EXTRACTED MATERIAL:
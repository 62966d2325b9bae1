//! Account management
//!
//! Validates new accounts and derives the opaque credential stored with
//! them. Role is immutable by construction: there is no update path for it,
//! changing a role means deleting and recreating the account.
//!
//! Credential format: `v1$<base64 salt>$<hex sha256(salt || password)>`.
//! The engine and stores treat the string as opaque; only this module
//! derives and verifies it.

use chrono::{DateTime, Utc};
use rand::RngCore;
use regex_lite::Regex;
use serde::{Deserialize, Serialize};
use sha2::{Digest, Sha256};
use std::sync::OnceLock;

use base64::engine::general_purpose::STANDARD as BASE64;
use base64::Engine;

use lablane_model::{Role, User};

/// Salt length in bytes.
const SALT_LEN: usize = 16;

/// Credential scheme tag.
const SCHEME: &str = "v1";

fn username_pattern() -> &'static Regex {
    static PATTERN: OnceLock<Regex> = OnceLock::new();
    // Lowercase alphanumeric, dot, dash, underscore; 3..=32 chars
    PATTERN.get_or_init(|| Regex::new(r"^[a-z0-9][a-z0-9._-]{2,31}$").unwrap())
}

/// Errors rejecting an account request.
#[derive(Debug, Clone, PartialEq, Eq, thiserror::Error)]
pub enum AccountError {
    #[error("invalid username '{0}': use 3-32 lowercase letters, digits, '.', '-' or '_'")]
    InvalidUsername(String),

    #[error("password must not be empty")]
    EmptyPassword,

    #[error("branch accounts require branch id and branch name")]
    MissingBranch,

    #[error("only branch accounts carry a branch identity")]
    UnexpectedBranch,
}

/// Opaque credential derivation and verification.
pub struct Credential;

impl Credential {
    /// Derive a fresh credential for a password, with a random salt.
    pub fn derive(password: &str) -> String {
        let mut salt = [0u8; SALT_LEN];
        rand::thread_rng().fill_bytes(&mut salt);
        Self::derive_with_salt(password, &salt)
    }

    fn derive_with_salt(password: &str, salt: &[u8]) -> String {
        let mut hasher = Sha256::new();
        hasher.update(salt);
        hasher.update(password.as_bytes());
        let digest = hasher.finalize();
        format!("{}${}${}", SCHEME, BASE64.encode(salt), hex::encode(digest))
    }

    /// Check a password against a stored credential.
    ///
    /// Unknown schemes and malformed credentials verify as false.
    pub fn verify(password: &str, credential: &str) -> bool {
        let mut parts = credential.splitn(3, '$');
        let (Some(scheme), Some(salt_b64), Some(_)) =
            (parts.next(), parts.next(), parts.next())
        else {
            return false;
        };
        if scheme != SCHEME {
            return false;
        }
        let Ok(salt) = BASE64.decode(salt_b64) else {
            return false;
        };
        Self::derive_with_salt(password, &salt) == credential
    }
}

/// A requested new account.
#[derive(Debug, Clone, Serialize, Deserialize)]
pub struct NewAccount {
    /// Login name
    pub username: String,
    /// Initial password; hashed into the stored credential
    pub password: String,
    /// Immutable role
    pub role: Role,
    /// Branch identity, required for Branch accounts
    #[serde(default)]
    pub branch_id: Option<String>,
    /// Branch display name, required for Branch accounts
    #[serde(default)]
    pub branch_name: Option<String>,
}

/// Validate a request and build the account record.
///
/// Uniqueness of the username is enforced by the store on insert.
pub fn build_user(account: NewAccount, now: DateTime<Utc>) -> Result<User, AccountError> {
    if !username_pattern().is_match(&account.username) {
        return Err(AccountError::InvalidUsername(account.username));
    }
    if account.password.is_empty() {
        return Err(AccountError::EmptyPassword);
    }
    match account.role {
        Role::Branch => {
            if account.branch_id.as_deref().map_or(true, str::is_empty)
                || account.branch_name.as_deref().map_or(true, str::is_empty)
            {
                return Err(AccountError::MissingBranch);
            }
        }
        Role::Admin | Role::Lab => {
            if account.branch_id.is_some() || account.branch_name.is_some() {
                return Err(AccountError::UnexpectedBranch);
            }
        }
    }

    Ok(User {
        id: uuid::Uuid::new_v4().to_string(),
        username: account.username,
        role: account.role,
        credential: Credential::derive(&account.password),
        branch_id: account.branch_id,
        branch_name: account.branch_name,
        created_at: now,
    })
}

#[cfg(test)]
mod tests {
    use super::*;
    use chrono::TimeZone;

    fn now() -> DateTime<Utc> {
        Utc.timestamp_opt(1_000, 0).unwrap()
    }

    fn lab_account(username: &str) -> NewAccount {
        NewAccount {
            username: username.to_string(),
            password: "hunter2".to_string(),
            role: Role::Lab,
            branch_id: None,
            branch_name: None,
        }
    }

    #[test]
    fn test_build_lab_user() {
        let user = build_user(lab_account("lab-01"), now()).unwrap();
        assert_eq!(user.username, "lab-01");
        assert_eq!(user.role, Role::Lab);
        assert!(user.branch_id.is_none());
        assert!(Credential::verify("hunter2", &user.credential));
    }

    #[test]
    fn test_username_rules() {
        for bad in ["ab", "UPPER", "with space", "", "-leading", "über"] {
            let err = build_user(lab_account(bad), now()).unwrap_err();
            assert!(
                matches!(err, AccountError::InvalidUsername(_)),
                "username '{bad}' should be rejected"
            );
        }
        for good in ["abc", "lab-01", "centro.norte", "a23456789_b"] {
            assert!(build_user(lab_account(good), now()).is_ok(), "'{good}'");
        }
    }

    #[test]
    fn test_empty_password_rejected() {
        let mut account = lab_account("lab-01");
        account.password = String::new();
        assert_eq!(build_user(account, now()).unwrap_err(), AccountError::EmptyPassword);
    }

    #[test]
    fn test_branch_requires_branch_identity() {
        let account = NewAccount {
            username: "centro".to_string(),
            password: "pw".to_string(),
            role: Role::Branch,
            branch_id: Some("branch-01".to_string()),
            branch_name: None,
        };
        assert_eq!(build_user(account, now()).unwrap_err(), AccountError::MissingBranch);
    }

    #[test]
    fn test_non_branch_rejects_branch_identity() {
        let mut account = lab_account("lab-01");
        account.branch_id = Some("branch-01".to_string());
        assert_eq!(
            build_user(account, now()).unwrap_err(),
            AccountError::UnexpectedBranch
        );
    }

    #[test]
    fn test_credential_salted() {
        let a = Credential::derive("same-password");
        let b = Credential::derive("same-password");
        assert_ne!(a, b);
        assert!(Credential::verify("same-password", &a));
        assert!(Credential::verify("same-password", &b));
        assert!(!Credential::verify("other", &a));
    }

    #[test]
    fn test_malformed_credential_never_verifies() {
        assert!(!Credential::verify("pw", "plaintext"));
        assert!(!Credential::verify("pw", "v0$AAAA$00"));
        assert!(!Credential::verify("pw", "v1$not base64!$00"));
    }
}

WHAT IS BEING ASKED:
From the records above, quote only the lines running from the line with "let mut salt = [0u8; SALT_LEN];" to the line with "let mut hasher = Sha256::new();", both lines included.

FINAL ANSWER:
        let mut salt = [0u8; SALT_LEN];
        rand::thread_rng().fill_bytes(&mut salt);
        Self::derive_with_salt(password, &salt)
    }

    fn derive_with_salt(password: &str, salt: &[u8]) -> String {
        let mut hasher = Sha256::new();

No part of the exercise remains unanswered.